#### Input data ####

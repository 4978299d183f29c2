//! Core types for the factory simulation.
//!
//! Defines product types, task actions, spatial vectors, and episode
//! termination signals used throughout the simulation core.

use std::fmt;

/// Kind of product flowing through the factory.
///
/// Assigned uniformly at random when a product spawns.
#[derive(Debug, Clone, Copy, PartialEq, Eq, Hash)]
#[cfg_attr(feature = "serde", derive(serde::Serialize, serde::Deserialize))]
#[cfg_attr(feature = "serde", serde(rename_all = "snake_case"))]
pub enum ProductType {
    Widget,
    Gadget,
    Component,
    Assembly,
}

impl ProductType {
    /// Returns all product types in order.
    pub fn all() -> [ProductType; 4] {
        [
            ProductType::Widget,
            ProductType::Gadget,
            ProductType::Component,
            ProductType::Assembly,
        ]
    }

    /// Returns the index of this type.
    pub fn index(&self) -> usize {
        match self {
            ProductType::Widget => 0,
            ProductType::Gadget => 1,
            ProductType::Component => 2,
            ProductType::Assembly => 3,
        }
    }
}

impl fmt::Display for ProductType {
    fn fmt(&self, f: &mut fmt::Formatter<'_>) -> fmt::Result {
        match self {
            ProductType::Widget => write!(f, "widget"),
            ProductType::Gadget => write!(f, "gadget"),
            ProductType::Component => write!(f, "component"),
            ProductType::Assembly => write!(f, "assembly"),
        }
    }
}

/// Discrete task action an agent can attempt on a tick.
#[derive(Debug, Clone, Copy, PartialEq, Eq, Hash, Default)]
pub enum TaskAction {
    /// No task side effect this tick.
    #[default]
    Continue,
    Pickup,
    Deliver,
    Process,
    QualityCheck,
}

impl TaskAction {
    /// Decodes a raw discrete action code.
    ///
    /// Codes outside `0..=4` yield `None`; the caller clamps to
    /// [`TaskAction::Continue`] rather than failing, so an out-of-range
    /// action from an external policy can never crash the loop.
    pub fn from_code(code: u32) -> Option<TaskAction> {
        match code {
            0 => Some(TaskAction::Continue),
            1 => Some(TaskAction::Pickup),
            2 => Some(TaskAction::Deliver),
            3 => Some(TaskAction::Process),
            4 => Some(TaskAction::QualityCheck),
            _ => None,
        }
    }

    /// Returns the numeric code for this action.
    pub fn code(&self) -> u32 {
        match self {
            TaskAction::Continue => 0,
            TaskAction::Pickup => 1,
            TaskAction::Deliver => 2,
            TaskAction::Process => 3,
            TaskAction::QualityCheck => 4,
        }
    }
}

/// Current task an agent's state machine is in.
///
/// Follows the last task action attempted, whether or not it had an
/// effect; exposed (normalized) in the observation vector.
#[derive(Debug, Clone, Copy, PartialEq, Eq, Default)]
pub enum AgentTask {
    #[default]
    Idle,
    Pickup,
    Deliver,
    Process,
    QualityCheck,
}

impl AgentTask {
    /// Returns the numeric id of this task (0=Idle .. 4=QualityCheck).
    pub fn id(&self) -> u32 {
        match self {
            AgentTask::Idle => 0,
            AgentTask::Pickup => 1,
            AgentTask::Deliver => 2,
            AgentTask::Process => 3,
            AgentTask::QualityCheck => 4,
        }
    }
}

/// One full action for one agent on one tick.
///
/// Continuous components are movement/rotation deltas in `[-1, 1]`; the
/// discrete component selects the task action. `Default` is zero movement
/// plus `Continue`, which is also what a late or absent action decays to.
#[derive(Debug, Clone, Copy, PartialEq, Default)]
pub struct AgentAction {
    pub move_x: f64,
    pub move_z: f64,
    pub rotate: f64,
    pub task: TaskAction,
}

impl AgentAction {
    /// Creates an action from raw continuous values and a discrete code.
    ///
    /// Non-finite continuous components are zeroed; unknown discrete codes
    /// clamp to [`TaskAction::Continue`] with a warning.
    pub fn from_raw(continuous: [f64; 3], discrete: u32) -> Self {
        let sanitize = |v: f64| if v.is_finite() { v } else { 0.0 };
        let task = TaskAction::from_code(discrete).unwrap_or_else(|| {
            log::warn!("invalid discrete action code {discrete}, clamping to Continue");
            TaskAction::Continue
        });
        Self {
            move_x: sanitize(continuous[0]),
            move_z: sanitize(continuous[1]),
            rotate: sanitize(continuous[2]),
            task,
        }
    }
}

/// Why an episode ended.
///
/// Distinguished so a trainer can tell truncation (budget) from a true
/// terminal failure (hazard).
#[derive(Debug, Clone, Copy, PartialEq, Eq)]
#[cfg_attr(feature = "serde", derive(serde::Serialize, serde::Deserialize))]
#[cfg_attr(feature = "serde", serde(rename_all = "snake_case"))]
pub enum TerminationReason {
    /// Step budget exhausted; no penalty applied.
    BudgetExhausted,
    /// An agent entered a hazard region.
    Hazard,
}

/// A 3D position or displacement on the factory floor.
///
/// Movement happens on the XZ plane; Y is carried through for the
/// observation vector but never changed by the core.
#[derive(Debug, Clone, Copy, PartialEq, Default)]
#[cfg_attr(feature = "serde", derive(serde::Serialize, serde::Deserialize))]
pub struct Vec3 {
    pub x: f64,
    pub y: f64,
    pub z: f64,
}

impl Vec3 {
    /// Creates a new vector.
    pub fn new(x: f64, y: f64, z: f64) -> Self {
        Self { x, y, z }
    }

    /// Origin (0, 0, 0).
    pub fn origin() -> Self {
        Self::default()
    }

    /// Euclidean distance to another point.
    pub fn distance_to(&self, other: &Vec3) -> f64 {
        let dx = self.x - other.x;
        let dy = self.y - other.y;
        let dz = self.z - other.z;
        (dx * dx + dy * dy + dz * dz).sqrt()
    }

    /// Euclidean length of this vector.
    pub fn magnitude(&self) -> f64 {
        (self.x * self.x + self.y * self.y + self.z * self.z).sqrt()
    }
}

impl fmt::Display for Vec3 {
    fn fmt(&self, f: &mut fmt::Formatter<'_>) -> fmt::Result {
        write!(f, "({:.2}, {:.2}, {:.2})", self.x, self.y, self.z)
    }
}
//! Metrics aggregation, anomaly detection, and telemetry.
//!
//! The environment produces a [`MetricsSnapshot`] by value on a fixed
//! cadence and hands it to a [`TelemetrySink`]; the core never blocks on or
//! retries delivery — transport failures are the sink's problem.

use std::fmt;

use crate::agent::Agent;
use crate::environment::FactoryEnv;
use crate::layout::FactoryLayout;
use crate::policy::Policy;
use crate::types::TerminationReason;

/// Global efficiency below this value flags an anomaly.
pub const EFFICIENCY_ANOMALY_THRESHOLD: f64 = 70.0;
/// Agent speed below this value flags a suspected stuck agent.
pub const STUCK_SPEED_THRESHOLD: f64 = 0.1;

/// A point-in-time read of aggregate factory state.
#[derive(Debug, Clone, PartialEq)]
#[cfg_attr(feature = "serde", derive(serde::Serialize, serde::Deserialize))]
pub struct MetricsSnapshot {
    /// Overall efficiency in `[0, 100]`.
    pub efficiency: f64,
    /// Products completed this episode.
    pub total_products_completed: u32,
    /// Running mean completion time in simulated seconds.
    pub average_completion_time: f64,
    /// Registered agents.
    pub active_agent_count: usize,
    /// Products currently in the active set.
    pub active_product_count: usize,
    /// Simulated time of the snapshot.
    pub timestamp: f64,
}

/// Destination for metrics snapshots.
///
/// `emit` receives the snapshot by value and must not block the simulation;
/// any buffering, retries, or transport concerns live behind this trait.
pub trait TelemetrySink {
    fn emit(&mut self, snapshot: MetricsSnapshot);
}

/// Sink that records every snapshot in memory. Used in tests and demos.
#[derive(Debug, Default)]
pub struct MemorySink {
    pub snapshots: Vec<MetricsSnapshot>,
}

impl MemorySink {
    pub fn new() -> Self {
        Self::default()
    }
}

impl TelemetrySink for MemorySink {
    fn emit(&mut self, snapshot: MetricsSnapshot) {
        self.snapshots.push(snapshot);
    }
}

/// Coarse anomaly signal: true if any of
///
/// 1. global efficiency is below 70,
/// 2. any agent's speed is below 0.1 (suspected stuck agent),
/// 3. any processing station's queue exceeds its backlog threshold.
///
/// This is a deliberate OR-combination, not a scored or prioritized signal.
pub fn detect_anomalies(efficiency: f64, agents: &[Agent], layout: &FactoryLayout) -> bool {
    if efficiency < EFFICIENCY_ANOMALY_THRESHOLD {
        return true;
    }
    if agents.iter().any(|a| a.speed() < STUCK_SPEED_THRESHOLD) {
        return true;
    }
    layout.processing_stations.iter().any(|s| s.is_backlogged())
}

/// Aggregated rollout metrics over multiple evaluation episodes.
#[derive(Debug, Clone)]
pub struct EvaluationMetrics {
    /// Mean per-agent cumulative reward per episode.
    pub mean_reward: f64,
    /// Mean products completed per episode.
    pub mean_products_completed: f64,
    /// Mean final overall efficiency per episode.
    pub mean_efficiency: f64,
    /// Episodes ended by a hazard.
    pub hazard_terminations: usize,
    /// Episodes ended by budget exhaustion.
    pub budget_terminations: usize,
    /// Number of episodes evaluated.
    pub n_episodes: usize,
}

impl EvaluationMetrics {
    /// Rolls out a policy for `n_episodes` and aggregates the results.
    ///
    /// This is evaluation only; no optimizer state is touched.
    pub fn evaluate(env: &mut FactoryEnv, policy: &mut dyn Policy, n_episodes: usize) -> Self {
        let mut total_reward = 0.0;
        let mut total_completed = 0.0;
        let mut total_efficiency = 0.0;
        let mut hazard_terminations = 0;
        let mut budget_terminations = 0;

        for _ in 0..n_episodes {
            let mut obs = env.reset();
            loop {
                let actions = policy.select_actions(&obs);
                let result = env.step(&actions);
                obs = result.observations;
                if result.done {
                    match result.termination {
                        Some(TerminationReason::Hazard) => hazard_terminations += 1,
                        Some(TerminationReason::BudgetExhausted) | None => {
                            budget_terminations += 1
                        }
                    }
                    break;
                }
            }

            let n_agents = env.agents().len().max(1) as f64;
            total_reward +=
                env.agents().iter().map(|a| a.cumulative_reward).sum::<f64>() / n_agents;
            total_completed += env.total_products_completed() as f64;
            total_efficiency += env.overall_efficiency();
        }

        let n = n_episodes.max(1) as f64;
        Self {
            mean_reward: total_reward / n,
            mean_products_completed: total_completed / n,
            mean_efficiency: total_efficiency / n,
            hazard_terminations,
            budget_terminations,
            n_episodes,
        }
    }
}

impl fmt::Display for EvaluationMetrics {
    fn fmt(&self, f: &mut fmt::Formatter<'_>) -> fmt::Result {
        writeln!(f, "=== Evaluation ({} episodes) ===", self.n_episodes)?;
        writeln!(f, "  Mean reward:        {:.3}", self.mean_reward)?;
        writeln!(
            f,
            "  Mean completed:     {:.1}",
            self.mean_products_completed
        )?;
        writeln!(f, "  Mean efficiency:    {:.1}", self.mean_efficiency)?;
        writeln!(
            f,
            "  Terminations:       {} hazard / {} budget",
            self.hazard_terminations, self.budget_terminations
        )
    }
}
//! Agent state and movement dynamics.
//!
//! An agent owns its pose, task state, reward accumulator, and (at most one)
//! carried product. Task execution against products and stations is
//! coordinated by the environment, which owns those collections; the agent
//! itself only knows how to move, accrue reward, and reset for a new
//! episode.

use crate::config::FactoryConfig;
use crate::types::{AgentAction, AgentTask, Vec3};
use crate::Id;

/// State of a single agent on the factory floor.
#[derive(Debug, Clone)]
pub struct Agent {
    /// Unique identifier.
    pub id: Id,
    /// Current position.
    pub position: Vec3,
    /// Current rotation (Euler degrees; only yaw changes).
    pub rotation: Vec3,
    /// Velocity over the last tick (units per second).
    pub velocity: Vec3,
    /// Current task state, following the last effective task action.
    pub current_task: AgentTask,
    /// Cumulative reward this episode.
    pub cumulative_reward: f64,
    /// Products delivered this episode.
    pub products_completed: u32,
    /// Steps taken this episode.
    pub step_count: u32,
    /// Throughput-normalized efficiency score (not bounded to 100).
    pub efficiency_score: f64,
    /// Spawn pose restored at episode start.
    spawn_position: Vec3,
    spawn_rotation: Vec3,
    /// ID of the exclusively owned product, if carrying.
    carried: Option<Id>,
}

impl Agent {
    /// Creates an agent at its spawn position.
    pub fn new(id: Id, spawn_position: Vec3) -> Self {
        Self {
            id,
            position: spawn_position,
            rotation: Vec3::origin(),
            velocity: Vec3::origin(),
            current_task: AgentTask::Idle,
            cumulative_reward: 0.0,
            products_completed: 0,
            step_count: 0,
            efficiency_score: 0.0,
            spawn_position,
            spawn_rotation: Vec3::origin(),
            carried: None,
        }
    }

    /// Returns true iff this agent owns a product.
    pub fn is_carrying(&self) -> bool {
        self.carried.is_some()
    }

    /// The carried product's ID, if any.
    pub fn carried_product(&self) -> Option<&Id> {
        self.carried.as_ref()
    }

    /// Takes exclusive ownership of a product.
    pub fn pick_up(&mut self, product_id: Id) {
        debug_assert!(self.carried.is_none(), "agent already carrying");
        self.carried = Some(product_id);
    }

    /// Releases ownership of the carried product, returning its ID.
    pub fn release_product(&mut self) -> Option<Id> {
        self.carried.take()
    }

    /// Applies the continuous movement/rotation deltas for one tick and
    /// updates the tracked velocity from the actual displacement.
    pub fn apply_movement(&mut self, action: &AgentAction, config: &FactoryConfig) {
        let dx = action.move_x * config.move_speed * config.delta_t;
        let dz = action.move_z * config.move_speed * config.delta_t;
        self.position.x += dx;
        self.position.z += dz;
        self.rotation.y += action.rotate * config.rotate_speed * config.delta_t;
        self.velocity = Vec3::new(dx / config.delta_t, 0.0, dz / config.delta_t);
    }

    /// Current speed (velocity magnitude) in units per second.
    pub fn speed(&self) -> f64 {
        self.velocity.magnitude()
    }

    /// Adds a reward delta to the episode accumulator.
    pub fn add_reward(&mut self, delta: f64) {
        self.cumulative_reward += delta;
    }

    /// Recomputes the throughput-normalized efficiency score:
    /// `(completed / max(1, steps/100)) x 100`.
    ///
    /// This is a rate, not a percentage; it can exceed 100.
    pub fn update_efficiency_score(&mut self) {
        let window = (self.step_count as f64 / 100.0).max(1.0);
        self.efficiency_score = self.products_completed as f64 / window * 100.0;
    }

    /// Resets the agent for a new episode: spawn pose, zeroed counters and
    /// reward, task back to Idle. Returns the ID of any carried product so
    /// the environment can destroy it.
    pub fn begin_episode(&mut self) -> Option<Id> {
        self.position = self.spawn_position;
        self.rotation = self.spawn_rotation;
        self.velocity = Vec3::origin();
        self.current_task = AgentTask::Idle;
        self.cumulative_reward = 0.0;
        self.products_completed = 0;
        self.step_count = 0;
        self.efficiency_score = 0.0;
        self.carried.take()
    }
}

####

What is being asked: What lines hold the string "iter"? Pick them out of the data.

Answer for this exercise:
    if agents.iter().any(|a| a.speed() < STUCK_SPEED_THRESHOLD) {
    layout.processing_stations.iter().any(|s| s.is_backlogged())
                env.agents().iter().map(|a| a.cumulative_reward).sum::<f64>() / n_agents;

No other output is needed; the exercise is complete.